Laboratory experiments indicate that the nitric oxide erectile pathway is testosterone-dependent. Castration induces erectile dysfunction (ED) and reduction in nitric oxide synthase and in phosphodiesterase type 5 (PDE5) in the erectile tissue. Furthermore, castration causes apoptosis adversely affecting smooth muscle content and penile hemodynamics leading to veno-occlusive dysfunction. Testosterone therapy reverses these structural, biochemical, and physiological changes. In humans, testosterone therapy improves erectile function in men with hypogonadism.
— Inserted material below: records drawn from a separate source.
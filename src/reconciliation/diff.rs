//! Set and content differences between two collections.

use super::types::{Collection, HashHint, ReconciliationResult};
use crate::artifact::Origin;
use crate::utils::ContentHash;
use std::collections::{BTreeMap, BTreeSet};
use tracing::{debug, warn};

/// Identities present in `a` but absent from `b`, ascending.
pub fn diff_identities(a: &Collection, b: &Collection) -> Vec<String> {
    a.identities()
        .filter(|identity| !b.contains(identity))
        .map(str::to_string)
        .collect()
}

/// Classify two collections into local-only, remote-only and out-of-sync.
///
/// An identity present on both sides is out of sync only when both sides
/// carry a content hash and the hashes differ.
pub fn diff_by_content(local: &Collection, remote: &Collection) -> ReconciliationResult {
    let local_only = diff_identities(local, remote);
    let remote_only = diff_identities(remote, local);

    let mut out_of_sync = Vec::new();
    for (identity, local_hash) in local.iter() {
        if !remote.contains(identity) {
            continue;
        }

        match (local_hash, remote.hash_of(identity)) {
            (Some(l), Some(r)) if l != r => {
                debug!(identity, local = %l, remote = %r, "Content differs");
                out_of_sync.push(identity.to_string());
            }
            (Some(_), Some(_)) => {}
            _ => debug!(identity, "No comparable content hash, skipping content check"),
        }
    }

    ReconciliationResult {
        local_only,
        remote_only,
        out_of_sync,
    }
}

/// Attribute digests that are known on one side only.
///
/// Used when the remote exposes bare checksums without the path each one
/// belongs to. A remote digest missing locally can not be named; a local
/// digest missing remotely is reported once for each local identity holding it.
/// A name is never taken from the other side, since equal content under a
/// different name says nothing about which artifact drifted.
pub fn attribute_hashes(local: &Collection, remote_hashes: &BTreeSet<ContentHash>) -> Vec<HashHint> {
    let mut local_by_hash: BTreeMap<&ContentHash, Vec<&str>> = BTreeMap::new();
    for (identity, hash) in local.iter() {
        if let Some(hash) = hash {
            local_by_hash.entry(hash).or_default().push(identity);
        }
    }

    let mut hints: Vec<HashHint> = remote_hashes
        .iter()
        .filter(|hash| !local_by_hash.contains_key(hash))
        .map(|hash| HashHint {
            hash: hash.clone(),
            origin: Origin::Remote,
            name: None,
        })
        .collect();

    // Every local identity holding a missing digest gets its own hint
    for (hash, identities) in &local_by_hash {
        if remote_hashes.contains(*hash) {
            continue;
        }
        hints.extend(identities.iter().map(|identity| HashHint {
            hash: (*hash).clone(),
            origin: Origin::Local,
            name: Some(identity.to_string()),
        }));
    }

    hints.sort_by(|a, b| a.hash.cmp(&b.hash).then_with(|| a.name.cmp(&b.name)));

    for hint in &hints {
        warn!(
            hash = %hint.hash,
            origin = %hint.origin,
            name = hint.name.as_deref().unwrap_or("unresolved"),
            "Checksum present on one side only"
        );
    }

    hints
}
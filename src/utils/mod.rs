mod hash;
mod names;

pub use hash::{
    canonical_json, compute_file_hash, compute_hash, compute_json_hash, ContentHash,
    DigestAlgorithm,
};
pub use names::{is_valid_name, validate_name, NameError};

/// Name of the optional configuration file at the repository root
pub const CONFIG_FILE: &str = "knife-drift.json";

/// Get current timestamp in ISO 8601 format
pub fn now_iso() -> String {
    chrono::Utc::now().to_rfc3339()
}

/// Join path components with `/`, independent of the host separator
pub fn to_slash_path(path: &std::path::Path) -> String {
    path.components()
        .map(|c| c.as_os_str().to_string_lossy())
        .collect::<Vec<_>>()
        .join("/")
}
However, the efficacy of testosterone monotherapy may not be adequate because of the multifactorial nature of the pathophysiology of ED. Preliminary data from a number of studies have been reviewed. There are emerging evidence-based benefits to using the combination of testoterone and PDE5 inhibitors. A recently published multicenter, randomized, placebo-controlled study evaluated the safety and efficacy of testosterone gel 1% plus sildenafil vs. placebo gel plus sildenafil, in producing an erectile response in hypogonadal men who had failed prior sildenafil alone for ED. Screening yielded a prevalence of hypogonadism in ED patients who failed prior sildenafil. Following randomization, the double-blinded treatment phase was 12 weeks. Testosterone therapy with testosterone gel significantly improved erectile function in response to sildenafil. In addition, it significantly improved orgasmic function and patient satisfaction. It is important to screen all men with ED for hypogonadism, especially those with a history of inadequate response to prior PDE5 inhibitors. The combination of testosterone plus PDE5 inhibitors may be considered for the treatment of ED in men with low to low-normal testosterone levels, who had inadequate response to prior treatment with PDE5 inhibitors alone.